Ele disse que estava "orgulhoso do trabalho que supervisionei, incluindo o desenvolvimento de um plano pragmático que poderia alimentar pessoas famintas, abordar as preocupações de segurança sobre o desvio, e complementar o trabalho de ONGs de longa data em Gaza".

Mas, segundo ele, havia ficado "claro que não é possível implementar esse plano e, ao mesmo tempo, respeitar rigorosamente os princípios humanitários de humanidade, neutralidade, imparcialidade e independência, que não vou abandonar".

Em resposta, a GHF afirmou que "não seria dissuadida" pela renúncia de Wood.

O grupo disse que os críticos "que se beneficiam do status quo têm se concentrado mais em destruir isso do que em obter ajuda, com medo de que soluções novas e criativas para problemas insolúveis possam realmente dar certo".

John Acree, ex-gerente da USAID — a agência do governo dos EUA responsável pela administração da ajuda internacional — foi nomeado diretor executivo interino.

Pessoas caminhando por uma estrada empoeirada carregando caixas de ajuda humanitária de um centro da GHF no fim de maio, enquanto a fumaça sobe ao fundo
Getty Images
Palestinos receberam ajuda humanitária dos centros da GHF no fim de maio — testemunhas relataram distúrbios graves durante a distribuição da ajuda

Qual é a gravidade da situação no local?

Israel impôs um bloqueio total à ajuda humanitária para Gaza em 2 de março, e retomou sua ofensiva militar duas semanas depois, encerrando um cessar-fogo de dois meses com o Hamas.

O governo israelense disse que as medidas tinham o objetivo de pressionar o grupo armado a libertar os 58 reféns ainda mantidos em Gaza, dos quais acredita-se que 23 estejam vivos.

Em 19 de maio, o Exército israelense lançou uma ofensiva ampliada que, segundo o primeiro-ministro, Benjamin Netanyahu, levaria as tropas a "assumir o controle de todas as áreas" de Gaza. O plano, segundo informações, incluiria a remoção completa de civis do norte e o deslocamento forçado para o sul.
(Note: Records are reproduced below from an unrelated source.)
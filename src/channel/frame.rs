//! Wire framing for the backend's push protocol.
//!
//! Inbound frames are a small JSON envelope: a connection id under `C` and a
//! list of method invocations under `M`, each tagged with a hub (`H`), a
//! method (`M`) and arguments (`A`). The accepted hub/method pair signals
//! "something changed" without carrying the changed record, so the channel
//! treats it purely as a refresh trigger.

use serde::{Deserialize, Serialize};

/// Decoded inbound envelope.
#[derive(Clone, Debug, Default, Deserialize)]
pub struct Envelope {
    /// Connection id assigned by the backend.
    #[serde(rename = "C")]
    pub connection_id: Option<String>,

    /// Method invocations carried by this frame.
    #[serde(rename = "M", default)]
    pub invocations: Vec<Invocation>,
}

/// One hub method invocation.
#[derive(Clone, Debug, Deserialize)]
pub struct Invocation {
    #[serde(rename = "H")]
    pub hub: Option<String>,

    #[serde(rename = "M")]
    pub method: Option<String>,

    #[serde(rename = "A", default)]
    pub args: Vec<serde_json::Value>,
}

impl Invocation {
    /// Whether this invocation targets the subscribed hub/method pair.
    /// Hub and method names compare case-insensitively; the backend is not
    /// consistent about casing.
    pub fn matches(&self, hub: &str, method: &str) -> bool {
        let hub_ok = self
            .hub
            .as_deref()
            .is_some_and(|h| h.eq_ignore_ascii_case(hub));
        let method_ok = self
            .method
            .as_deref()
            .is_some_and(|m| m.eq_ignore_ascii_case(method));
        hub_ok && method_ok
    }
}

impl Envelope {
    /// Count of invocations matching the subscribed hub/method pair.
    pub fn matching(&self, hub: &str, method: &str) -> usize {
        self.invocations
            .iter()
            .filter(|inv| inv.matches(hub, method))
            .count()
    }
}

/// Decode one inbound frame. Malformed frames (non-JSON, non-object, wrong
/// field shapes) yield `None` and are dropped by the caller; they are never
/// fatal to the channel.
pub fn decode(text: &str) -> Option<Envelope> {
    serde_json::from_str(text).ok()
}

/// Outbound control frame.
#[derive(Serialize)]
struct ControlFrame<'a> {
    #[serde(rename = "H")]
    hub: &'a str,
    #[serde(rename = "M")]
    method: &'a str,
    #[serde(rename = "A")]
    args: [(); 0],
    #[serde(rename = "I")]
    id: u64,
}

fn control_frame(hub: &str, method: &str, id: u64) -> String {
    serde_json::to_string(&ControlFrame {
        hub,
        method,
        args: [],
        id,
    })
    .expect("control frame serialization cannot fail")
}

/// "Join subscription" frame, sent once after the transport opens.
pub fn join_frame(hub: &str, id: u64) -> String {
    control_frame(hub, "Join", id)
}

/// Keep-alive ping frame.
pub fn ping_frame(hub: &str, id: u64) -> String {
    control_frame(hub, "ping", id)
}
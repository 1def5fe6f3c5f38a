//! Change detection over attendance snapshots.
//!
//! A refresh signal from the realtime channel carries no payload; the
//! authoritative event list is always a full re-fetched snapshot. The
//! detector diffs that snapshot against the stored fingerprint set to decide
//! which events are genuinely new.

use crate::types::{AccessResult, AttendanceEvent, Fingerprint};
use chrono::NaiveDate;
use std::collections::HashSet;

/// Result of comparing one snapshot against the stored fingerprints.
#[derive(Clone, Debug)]
pub struct ChangeSet {
    /// Snapshot events whose fingerprint was not previously stored.
    pub new_events: Vec<AttendanceEvent>,
    /// Stored fingerprints absent from the snapshot. Signals possible
    /// upstream data loss or a shortened result window; reported, not an
    /// error.
    pub missing: Vec<Fingerprint>,
    /// Number of events in the snapshot.
    pub total_current: usize,
    /// Fingerprints of the whole snapshot, the store's replacement set.
    pub snapshot_fingerprints: HashSet<Fingerprint>,
}

impl ChangeSet {
    pub fn changed(&self) -> bool {
        !self.new_events.is_empty() || !self.missing.is_empty()
    }
}

/// Diff a snapshot against previously-seen fingerprints.
///
/// Pure: the same snapshot and store always produce the same result. New
/// events keep their snapshot order; missing fingerprints are sorted so the
/// output does not depend on set iteration order.
pub fn detect(snapshot: &[AttendanceEvent], known: &HashSet<Fingerprint>) -> ChangeSet {
    let snapshot_fingerprints: HashSet<Fingerprint> =
        snapshot.iter().map(|e| e.fingerprint()).collect();

    let new_events: Vec<AttendanceEvent> = snapshot
        .iter()
        .filter(|e| !known.contains(&e.fingerprint()))
        .cloned()
        .collect();

    let mut missing: Vec<Fingerprint> = known
        .iter()
        .filter(|fp| !snapshot_fingerprints.contains(fp))
        .copied()
        .collect();
    missing.sort();

    ChangeSet {
        new_events,
        missing,
        total_current: snapshot.len(),
        snapshot_fingerprints,
    }
}

/// Summary of one employee's scans for a single day.
#[derive(Clone, Debug, PartialEq, Eq)]
pub struct DayAnalysis {
    pub scans: usize,
    pub denied: usize,
    /// Scans pair up as entry/exit; an odd count suggests a missing exit.
    pub complete: bool,
}

/// Summarize one employee's activity on `day` from a snapshot.
pub fn analyze_day(snapshot: &[AttendanceEvent], employee_id: &str, day: NaiveDate) -> DayAnalysis {
    let mine: Vec<&AttendanceEvent> = snapshot
        .iter()
        .filter(|e| e.employee_id.trim() == employee_id.trim())
        .filter(|e| e.timestamp.date_naive() == day)
        .collect();

    let denied = mine
        .iter()
        .filter(|e| e.result == AccessResult::Denied)
        .count();

    DayAnalysis {
        scans: mine.len(),
        denied,
        complete: !mine.is_empty() && mine.len() % 2 == 0,
    }
}
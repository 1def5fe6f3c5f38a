//! Boundary traits for the external collaborators.
//!
//! Credential acquisition and snapshot parsing live outside this crate; the
//! monitor consumes them through these traits and never sees login forms or
//! raw HTML.

use crate::error::Result;
use crate::types::AttendanceEvent;
use serde::{Deserialize, Serialize};
use std::fmt;

/// Login credentials for the backend.
#[derive(Clone)]
pub struct Credentials {
    pub employee_id: String,
    pub password: String,
}

impl fmt::Debug for Credentials {
    fn fmt(&self, f: &mut fmt::Formatter<'_>) -> fmt::Result {
        f.debug_struct("Credentials")
            .field("employee_id", &self.employee_id)
            .field("password", &"<redacted>")
            .finish()
    }
}

impl Credentials {
    /// Non-secret identification passed through reauth notifications.
    pub fn hint(&self) -> CredentialsHint {
        CredentialsHint {
            employee_id: self.employee_id.clone(),
        }
    }
}

/// Non-secret credential hint surfaced with reauth notifications.
#[derive(Clone, Debug, PartialEq, Eq)]
pub struct CredentialsHint {
    pub employee_id: String,
}

/// Authenticated transport context: whatever cookie state the realtime
/// channel and snapshot fetches need to pass the backend's checks.
#[derive(Clone, Debug, Serialize, Deserialize)]
pub struct AuthContext {
    /// Backend origin, e.g. `https://attendance.example.gov`.
    pub base_url: String,
    cookies: Vec<(String, String)>,
}

impl AuthContext {
    pub fn new(base_url: impl Into<String>) -> Self {
        Self {
            base_url: base_url.into(),
            cookies: Vec::new(),
        }
    }

    pub fn with_cookie(mut self, name: impl Into<String>, value: impl Into<String>) -> Self {
        self.cookies.push((name.into(), value.into()));
        self
    }

    pub fn cookies(&self) -> &[(String, String)] {
        &self.cookies
    }

    /// `Cookie:` header value for outgoing requests.
    pub fn cookie_header(&self) -> String {
        self.cookies
            .iter()
            .map(|(k, v)| format!("{k}={v}"))
            .collect::<Vec<_>>()
            .join("; ")
    }
}

/// Supplies an authenticated transport context on demand.
///
/// `login` may be slow (seconds); the supervisor always invokes it off the
/// channel's receive thread.
pub trait SessionProvider: Send {
    fn login(&mut self, credentials: &Credentials) -> Result<AuthContext>;
}

/// Fetches the authoritative event list.
///
/// Used by the polling fallback and as the response to every realtime
/// refresh signal. Implementations return `MonitorError::AuthExpired` when
/// the backend rejects the session, which escalates to a full reauth.
pub trait SnapshotSource: Send {
    fn fetch_snapshot(&mut self, auth: &AuthContext) -> Result<Vec<AttendanceEvent>>;
}
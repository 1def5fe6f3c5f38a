//! Durable store of previously-seen event fingerprints.
//!
//! The store persists digests, never event payloads, which bounds growth and
//! keeps attendance data out of long-term state. It is replaced wholesale
//! after each successful snapshot comparison so a process restart resumes
//! without re-announcing old events.

use crate::error::{MonitorError, Result};
use crate::types::Fingerprint;
use chrono::{DateTime, Utc};
use fs2::FileExt;
use serde::{Deserialize, Serialize};
use std::collections::HashSet;
use std::fs::{self, File, OpenOptions};
use std::path::{Path, PathBuf};

/// Current state file format version.
const STATE_VERSION: u32 = 1;

/// On-disk shape of the state file.
#[derive(Serialize, Deserialize)]
struct PersistedState {
    version: u32,
    last_checked_at: Option<DateTime<Utc>>,
    known: Vec<String>,
}

/// Set of previously-observed fingerprints plus the last comparison time,
/// backed by a JSON file keyed to one monitored subject.
pub struct FingerprintStore {
    path: PathBuf,
    /// Advisory lock against a second monitor using the same state file.
    _lock_file: File,
    known: HashSet<Fingerprint>,
    last_checked_at: Option<DateTime<Utc>>,
}

impl FingerprintStore {
    /// Open the store, loading prior state if the file exists.
    pub fn open(path: impl AsRef<Path>) -> Result<Self> {
        let path = path.as_ref().to_path_buf();
        if let Some(parent) = path.parent() {
            if !parent.as_os_str().is_empty() {
                fs::create_dir_all(parent)?;
            }
        }

        let lock_file = Self::acquire_lock(&path)?;

        let (known, last_checked_at) = if path.exists() {
            let raw = fs::read_to_string(&path)?;
            let state: PersistedState = serde_json::from_str(&raw)
                .map_err(|e| MonitorError::Deserialization(e.to_string()))?;
            if state.version != STATE_VERSION {
                return Err(MonitorError::InvalidState(format!(
                    "unsupported state version: {}",
                    state.version
                )));
            }

            let mut known = HashSet::with_capacity(state.known.len());
            for entry in &state.known {
                let fp = Fingerprint::from_hex(entry).map_err(|e| {
                    MonitorError::Deserialization(format!("bad fingerprint {entry:?}: {e}"))
                })?;
                known.insert(fp);
            }
            (known, state.last_checked_at)
        } else {
            (HashSet::new(), None)
        };

        Ok(Self {
            path,
            _lock_file: lock_file,
            known,
            last_checked_at,
        })
    }

    fn acquire_lock(path: &Path) -> Result<File> {
        let lock_path = path.with_extension("lock");
        let lock_file = OpenOptions::new()
            .create(true)
            .write(true)
            .open(&lock_path)?;
        lock_file
            .try_lock_exclusive()
            .map_err(|_| MonitorError::Locked)?;
        Ok(lock_file)
    }

    /// Fingerprints observed in the last persisted snapshot.
    pub fn known(&self) -> &HashSet<Fingerprint> {
        &self.known
    }

    /// When the last snapshot comparison was persisted.
    pub fn last_checked_at(&self) -> Option<DateTime<Utc>> {
        self.last_checked_at
    }

    pub fn len(&self) -> usize {
        self.known.len()
    }

    pub fn is_empty(&self) -> bool {
        self.known.is_empty()
    }

    /// Replace the stored set with the latest snapshot's fingerprints and
    /// persist. Replacement is atomic on disk (temp file + rename), so a
    /// crash leaves either the old state or the new one, never a mix.
    pub fn replace(&mut self, fingerprints: HashSet<Fingerprint>) -> Result<()> {
        self.known = fingerprints;
        self.last_checked_at = Some(Utc::now());
        self.persist()
    }

    fn persist(&self) -> Result<()> {
        let mut known: Vec<String> = self.known.iter().map(|fp| fp.to_hex()).collect();
        known.sort();

        let state = PersistedState {
            version: STATE_VERSION,
            last_checked_at: self.last_checked_at,
            known,
        };

        let tmp_path = self.path.with_extension("tmp");
        let encoded = serde_json::to_vec_pretty(&state)?;
        fs::write(&tmp_path, encoded)?;
        fs::rename(&tmp_path, &self.path)?;
        Ok(())
    }
}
Netanyahu também disse que Israel aliviaria temporariamente o bloqueio e permitiria a entrada de uma quantidade "básica" de alimentos em Gaza para evitar a fome, após pressão de aliados nos EUA.
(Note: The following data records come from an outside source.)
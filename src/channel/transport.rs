//! Wire transport behind the realtime channel.
//!
//! The channel is written against the [`Transport`]/[`WireSocket`] seam so
//! the reconnection machinery can be exercised without a network. The real
//! implementation negotiates a connection token over HTTP and then opens a
//! websocket with the caller's cookie state.

use crate::error::{MonitorError, Result};
use crate::session::AuthContext;
use reqwest::header::{COOKIE, REFERER, SET_COOKIE, USER_AGENT};
use std::fmt;
use std::net::{TcpStream, ToSocketAddrs};
use std::sync::atomic::{AtomicU64, Ordering};
use std::time::Duration;
use tungstenite::client::IntoClientRequest;
use tungstenite::protocol::frame::coding::CloseCode;
use tungstenite::stream::MaybeTlsStream;
use tungstenite::{Message, WebSocket};
use url::Url;

/// Browser-ish user agent; the backend rejects obviously non-browser
/// clients.
const USER_AGENT_VALUE: &str =
    "Mozilla/5.0 (Windows NT 10.0; Win64; x64) AppleWebKit/537.36";

/// Relative path of the subscription page (referer + header-token fallback).
const SUBSCRIPTION_PAGE: &str = "/Attendance";

/// Client protocol version spoken on the negotiate and connect endpoints.
const CLIENT_PROTOCOL: &str = "2.1";

/// Cookie names the backend has been observed to carry a token in.
const TOKEN_COOKIE_KEYS: [&str; 3] = [
    "connectionToken=",
    "SignalR.ConnectionToken=",
    "__SignalRToken=",
];

/// Opaque connection token minted by negotiation.
#[derive(Clone, PartialEq, Eq)]
pub struct SubscriptionToken(String);

impl SubscriptionToken {
    pub fn new(token: impl Into<String>) -> Self {
        Self(token.into())
    }

    pub fn as_str(&self) -> &str {
        &self.0
    }
}

impl fmt::Debug for SubscriptionToken {
    fn fmt(&self, f: &mut fmt::Formatter<'_>) -> fmt::Result {
        let preview: String = self.0.chars().take(8).collect();
        write!(f, "SubscriptionToken({preview}...)")
    }
}

/// Event produced by one blocking read of the wire.
#[derive(Debug)]
pub enum WireEvent {
    /// A text frame. May or may not decode to a hub invocation.
    Text(String),
    /// Transport-level keep-alive. Refreshes the idle clock, nothing else.
    Ping,
    /// The peer closed the connection. `normal` is true for a clean
    /// close-handshake with a normal status code.
    Closed { normal: bool },
}

/// One open wire connection. Single-threaded use: the channel's receive
/// loop is the only caller.
pub trait WireSocket: Send {
    fn send(&mut self, frame: &str) -> Result<()>;

    /// Read the next event, waiting at most `timeout`. `Ok(None)` means the
    /// wait elapsed with nothing to read.
    fn recv(&mut self, timeout: Duration) -> Result<Option<WireEvent>>;

    /// Best-effort close. Idempotent.
    fn close(&mut self);
}

/// Negotiates tokens and opens wire connections.
pub trait Transport: Send + Sync {
    /// Mint a fresh connection token for the subscription.
    fn negotiate(&self, auth: &AuthContext) -> Result<SubscriptionToken>;

    /// Open the push connection. Blocks up to roughly `timeout`; never
    /// retries internally.
    fn open(
        &self,
        auth: &AuthContext,
        token: &SubscriptionToken,
        timeout: Duration,
    ) -> Result<Box<dyn WireSocket>>;
}

/// Real transport: HTTP negotiate + websocket connect.
pub struct SignalrTransport {
    hub: String,
    client: reqwest::blocking::Client,
    /// Sequences the `tid` query parameter across opens.
    open_count: AtomicU64,
}

impl SignalrTransport {
    pub fn new(hub: impl Into<String>) -> Result<Self> {
        let client = reqwest::blocking::Client::builder()
            .timeout(Duration::from_secs(30))
            .build()
            .map_err(|e| MonitorError::Negotiation(e.to_string()))?;
        Ok(Self {
            hub: hub.into(),
            client,
            open_count: AtomicU64::new(0),
        })
    }

    fn connection_data(&self) -> String {
        format!(r#"[{{"name":"{}"}}]"#, self.hub.to_lowercase())
    }

    fn referer(&self, base: &Url) -> String {
        format!("{}{}", base.origin().ascii_serialization(), SUBSCRIPTION_PAGE)
    }

    /// Ask the negotiate endpoint for a token. The response carries either
    /// a `ConnectionToken` field or a `Url` with the token in its query.
    fn negotiate_endpoint(&self, base: &Url, auth: &AuthContext) -> Result<SubscriptionToken> {
        let mut url = base
            .join("/signalr/negotiate")
            .map_err(|e| MonitorError::Negotiation(e.to_string()))?;
        let now_ms = chrono::Utc::now().timestamp_millis();
        url.query_pairs_mut()
            .append_pair("clientProtocol", CLIENT_PROTOCOL)
            .append_pair("connectionData", &self.connection_data())
            .append_pair("_", &now_ms.to_string());

        let response = self
            .client
            .get(url)
            .header(COOKIE, auth.cookie_header())
            .header(REFERER, self.referer(base))
            .header("X-Requested-With", "XMLHttpRequest")
            .header(USER_AGENT, USER_AGENT_VALUE)
            .send()
            .map_err(|e| MonitorError::Negotiation(e.to_string()))?;

        if !response.status().is_success() {
            return Err(MonitorError::Negotiation(format!(
                "negotiate returned HTTP {}",
                response.status()
            )));
        }

        let body: serde_json::Value = response
            .json()
            .map_err(|e| MonitorError::Negotiation(e.to_string()))?;

        if let Some(token) = body.get("ConnectionToken").and_then(|t| t.as_str()) {
            return Ok(SubscriptionToken::new(token));
        }

        if let Some(url_field) = body.get("Url").and_then(|u| u.as_str()) {
            if let Some(token) = token_from_query(url_field) {
                return Ok(SubscriptionToken::new(token));
            }
        }

        Err(MonitorError::Negotiation(
            "negotiate response carried no token".to_string(),
        ))
    }

    /// Fallback: some deployments hand the token out as a cookie on the
    /// subscription page instead of answering negotiate.
    fn token_from_headers(&self, base: &Url, auth: &AuthContext) -> Result<SubscriptionToken> {
        let url = base
            .join(SUBSCRIPTION_PAGE)
            .map_err(|e| MonitorError::Negotiation(e.to_string()))?;

        let response = self
            .client
            .get(url)
            .header(COOKIE, auth.cookie_header())
            .header(USER_AGENT, USER_AGENT_VALUE)
            .send()
            .map_err(|e| MonitorError::Negotiation(e.to_string()))?;

        for value in response.headers().get_all(SET_COOKIE) {
            let Ok(raw) = value.to_str() else { continue };
            for key in TOKEN_COOKIE_KEYS {
                if let Some(start) = raw.find(key) {
                    let rest = &raw[start + key.len()..];
                    let token = rest.split(';').next().unwrap_or(rest).trim();
                    if !token.is_empty() {
                        return Ok(SubscriptionToken::new(token));
                    }
                }
            }
        }

        Err(MonitorError::Negotiation(
            "no connection token available".to_string(),
        ))
    }

    fn websocket_url(&self, base: &Url, token: &SubscriptionToken) -> Result<Url> {
        let mut url = base
            .join("/signalr/connect")
            .map_err(|e| MonitorError::Transport(e.to_string()))?;

        let scheme = match url.scheme() {
            "https" | "wss" => "wss",
            _ => "ws",
        };
        url.set_scheme(scheme)
            .map_err(|_| MonitorError::Transport("unsupported base url scheme".to_string()))?;

        let tid = self.open_count.fetch_add(1, Ordering::Relaxed) % 11;
        url.query_pairs_mut()
            .append_pair("transport", "webSockets")
            .append_pair("clientProtocol", CLIENT_PROTOCOL)
            .append_pair("connectionToken", token.as_str())
            .append_pair("connectionData", &format!(r#"[{{"name":"{}"}}]"#, self.hub))
            .append_pair("tid", &tid.to_string());
        Ok(url)
    }
}

impl Transport for SignalrTransport {
    fn negotiate(&self, auth: &AuthContext) -> Result<SubscriptionToken> {
        let base = Url::parse(&auth.base_url)
            .map_err(|e| MonitorError::Negotiation(format!("bad base url: {e}")))?;

        match self.negotiate_endpoint(&base, auth) {
            Ok(token) => Ok(token),
            Err(err) => {
                tracing::debug!(error = %err, "negotiate endpoint failed, trying header fallback");
                self.token_from_headers(&base, auth)
            }
        }
    }

    fn open(
        &self,
        auth: &AuthContext,
        token: &SubscriptionToken,
        timeout: Duration,
    ) -> Result<Box<dyn WireSocket>> {
        let base = Url::parse(&auth.base_url)
            .map_err(|e| MonitorError::Transport(format!("bad base url: {e}")))?;
        let url = self.websocket_url(&base, token)?;

        let host = url
            .host_str()
            .ok_or_else(|| MonitorError::Transport("websocket url has no host".to_string()))?;
        let port = url
            .port_or_known_default()
            .ok_or_else(|| MonitorError::Transport("websocket url has no port".to_string()))?;

        let addrs = (host, port)
            .to_socket_addrs()
            .map_err(|e| MonitorError::Transport(format!("resolve {host}: {e}")))?;

        let mut stream = None;
        for addr in addrs {
            match TcpStream::connect_timeout(&addr, timeout) {
                Ok(s) => {
                    stream = Some(s);
                    break;
                }
                Err(e) => tracing::debug!(%addr, error = %e, "tcp connect failed"),
            }
        }
        let stream = stream
            .ok_or_else(|| MonitorError::Transport(format!("could not reach {host}:{port}")))?;

        stream.set_nodelay(true)?;
        // Also bounds the handshake reads.
        stream.set_read_timeout(Some(timeout))?;

        let mut request = url
            .as_str()
            .into_client_request()
            .map_err(|e| MonitorError::Transport(e.to_string()))?;
        let headers = request.headers_mut();
        let origin = base.origin().ascii_serialization();
        headers.insert("Cookie", header_value(&auth.cookie_header())?);
        headers.insert("Origin", header_value(&origin)?);
        headers.insert("Referer", header_value(&self.referer(&base))?);
        headers.insert("User-Agent", header_value(USER_AGENT_VALUE)?);

        let (ws, _response) = tungstenite::client_tls(request, stream)
            .map_err(|e| MonitorError::Transport(e.to_string()))?;

        Ok(Box::new(WsSocket { ws }))
    }
}

fn header_value(value: &str) -> Result<tungstenite::http::HeaderValue> {
    tungstenite::http::HeaderValue::from_str(value)
        .map_err(|e| MonitorError::Transport(e.to_string()))
}

/// Extract a `connectionToken` query parameter from a URL-ish string.
fn token_from_query(url_field: &str) -> Option<String> {
    // The field may be relative; give the parser a base to work against.
    let parsed = Url::parse(url_field)
        .or_else(|_| Url::parse("http://placeholder.invalid").and_then(|b| b.join(url_field)))
        .ok()?;
    parsed
        .query_pairs()
        .find(|(k, _)| k == "connectionToken")
        .map(|(_, v)| v.into_owned())
}

/// Blocking websocket wrapped for polled reads.
struct WsSocket {
    ws: WebSocket<MaybeTlsStream<TcpStream>>,
}

impl WsSocket {
    fn tcp(&self) -> Option<&TcpStream> {
        match self.ws.get_ref() {
            MaybeTlsStream::Plain(s) => Some(s),
            MaybeTlsStream::Rustls(s) => Some(s.get_ref()),
            _ => None,
        }
    }
}

impl WireSocket for WsSocket {
    fn send(&mut self, frame: &str) -> Result<()> {
        self.ws
            .send(Message::Text(frame.to_string()))
            .map_err(|e| MonitorError::Transport(e.to_string()))
    }

    fn recv(&mut self, timeout: Duration) -> Result<Option<WireEvent>> {
        if let Some(tcp) = self.tcp() {
            // Bounded read so the receive loop can observe control flags.
            let _ = tcp.set_read_timeout(Some(timeout));
        }

        match self.ws.read() {
            Ok(Message::Text(text)) => Ok(Some(WireEvent::Text(text))),
            Ok(Message::Binary(bytes)) => Ok(Some(WireEvent::Text(
                String::from_utf8_lossy(&bytes).into_owned(),
            ))),
            Ok(Message::Ping(_)) | Ok(Message::Pong(_)) => Ok(Some(WireEvent::Ping)),
            Ok(Message::Close(frame)) => {
                let normal = frame.is_some_and(|f| f.code == CloseCode::Normal);
                Ok(Some(WireEvent::Closed { normal }))
            }
            Ok(Message::Frame(_)) => Ok(None),
            Err(tungstenite::Error::Io(e))
                if e.kind() == std::io::ErrorKind::WouldBlock
                    || e.kind() == std::io::ErrorKind::TimedOut =>
            {
                Ok(None)
            }
            Err(tungstenite::Error::ConnectionClosed)
            | Err(tungstenite::Error::AlreadyClosed) => {
                Ok(Some(WireEvent::Closed { normal: true }))
            }
            Err(e) => Err(MonitorError::Transport(e.to_string())),
        }
    }

    fn close(&mut self) {
        let _ = self.ws.close(None);
        let _ = self.ws.flush();
    }
}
No entanto, o chefe do Programa Mundial de Alimentos da ONU alertou recentemente que a ajuda era apenas uma "gota no oceano" do que era necessário no território para reverter os níveis catastróficos de fome, em meio à escassez significativa de alimentos básicos e à disparada dos preços.
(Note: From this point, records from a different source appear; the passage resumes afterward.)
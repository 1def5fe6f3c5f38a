//! Core types for the attendance monitor.

use chrono::{DateTime, TimeZone, Utc};
use serde::{Deserialize, Serialize};
use sha2::{Digest, Sha256};
use std::fmt;

/// Outcome of a biometric scan.
#[derive(Clone, Copy, Debug, PartialEq, Eq, Hash, Serialize, Deserialize)]
#[serde(rename_all = "snake_case")]
pub enum AccessResult {
    Granted,
    Denied,
}

impl AccessResult {
    /// Stable token used in fingerprint input and display.
    pub fn as_str(&self) -> &'static str {
        match self {
            AccessResult::Granted => "granted",
            AccessResult::Denied => "denied",
        }
    }

    /// Map the backend's numeric `AccessResult` field (1 = granted).
    pub fn from_backend_code(code: i64) -> Self {
        if code == 1 {
            AccessResult::Granted
        } else {
            AccessResult::Denied
        }
    }
}

impl fmt::Display for AccessResult {
    fn fmt(&self, f: &mut fmt::Formatter<'_>) -> fmt::Result {
        f.write_str(self.as_str())
    }
}

/// One biometric check-in/out event. Immutable once constructed; produced by
/// the snapshot collaborator from raw backend payloads, never by the core.
#[derive(Clone, Debug, PartialEq, Serialize, Deserialize)]
pub struct AttendanceEvent {
    /// Scan instant, source clock.
    pub timestamp: DateTime<Utc>,
    pub employee_id: String,
    pub employee_name: String,
    pub temperature: Option<f64>,
    /// Scanner device name as reported by the backend.
    pub device_id: String,
    pub result: AccessResult,
}

impl AttendanceEvent {
    /// Digest identifying the physical scan this event represents.
    ///
    /// Derived from `(employee_id, timestamp, result)` only, so two events
    /// for the same scan fingerprint identically even when temperature or
    /// device formatting differs between fetches.
    pub fn fingerprint(&self) -> Fingerprint {
        let key = format!(
            "{}\n{}\n{}",
            self.employee_id.trim(),
            self.timestamp.timestamp_millis(),
            self.result.as_str(),
        );
        Fingerprint::from_bytes(key.as_bytes())
    }

    /// Build an event from one backend JSON record (DataTables row shape).
    ///
    /// Returns `None` when required fields are absent; callers treat such
    /// rows as noise, not as errors.
    pub fn from_backend_record(record: &serde_json::Value) -> Option<Self> {
        let timestamp = parse_net_date(record.get("DateTimeStamp")?.as_str()?)?;
        let result = AccessResult::from_backend_code(record.get("AccessResult")?.as_i64()?);
        Some(Self {
            timestamp,
            employee_id: record.get("EmployeeID")?.as_str()?.to_string(),
            employee_name: record.get("Name")?.as_str()?.to_string(),
            temperature: record.get("Temperature").and_then(|t| t.as_f64()),
            device_id: record
                .get("MachineName")
                .and_then(|m| m.as_str())
                .unwrap_or_default()
                .to_string(),
            result,
        })
    }
}

/// Parse the backend's .NET date format, e.g. `/Date(1634567890123)/`.
pub fn parse_net_date(s: &str) -> Option<DateTime<Utc>> {
    let start = s.find("/Date(")? + "/Date(".len();
    let end = s[start..].find(')')? + start;
    let millis: i64 = s[start..end].parse().ok()?;
    Utc.timestamp_millis_opt(millis).single()
}

/// Fixed-width digest identifying one physical scan (SHA-256).
#[derive(Clone, Copy, PartialEq, Eq, Hash, PartialOrd, Ord, Serialize, Deserialize)]
pub struct Fingerprint(pub [u8; 32]);

impl Fingerprint {
    /// Compute fingerprint from canonical key bytes.
    pub fn from_bytes(data: &[u8]) -> Self {
        let mut hasher = Sha256::new();
        hasher.update(data);
        Fingerprint(hasher.finalize().into())
    }

    /// Convert to hex string.
    pub fn to_hex(&self) -> String {
        hex::encode(self.0)
    }

    /// Parse from hex string.
    pub fn from_hex(s: &str) -> Result<Self, hex::FromHexError> {
        let bytes = hex::decode(s)?;
        let arr: [u8; 32] = bytes
            .try_into()
            .map_err(|_| hex::FromHexError::InvalidStringLength)?;
        Ok(Fingerprint(arr))
    }
}

impl fmt::Debug for Fingerprint {
    fn fmt(&self, f: &mut fmt::Formatter<'_>) -> fmt::Result {
        write!(f, "Fingerprint({}...)", &self.to_hex()[..8])
    }
}

impl fmt::Display for Fingerprint {
    fn fmt(&self, f: &mut fmt::Formatter<'_>) -> fmt::Result {
        write!(f, "{}", self.to_hex())
    }
}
Meio milhão de pessoas correm o risco de passar fome nos próximos meses, de acordo com uma avaliação da Classificação Integrada de Fases da Segurança Alimentar (IPC, na sigla em inglês), apoiada pela ONU.

Israel lançou uma campanha militar em Gaza em resposta ao ataque pela fronteira do Hamas em 7 de outubro de 2023, no qual cerca de 1,2 mil pessoas foram mortas e outras 251 foram feitas reféns.

Pelo menos 54.056 pessoas foram mortas em Gaza desde então, de acordo com o Ministério da Saúde do território administrado pelo Hamas.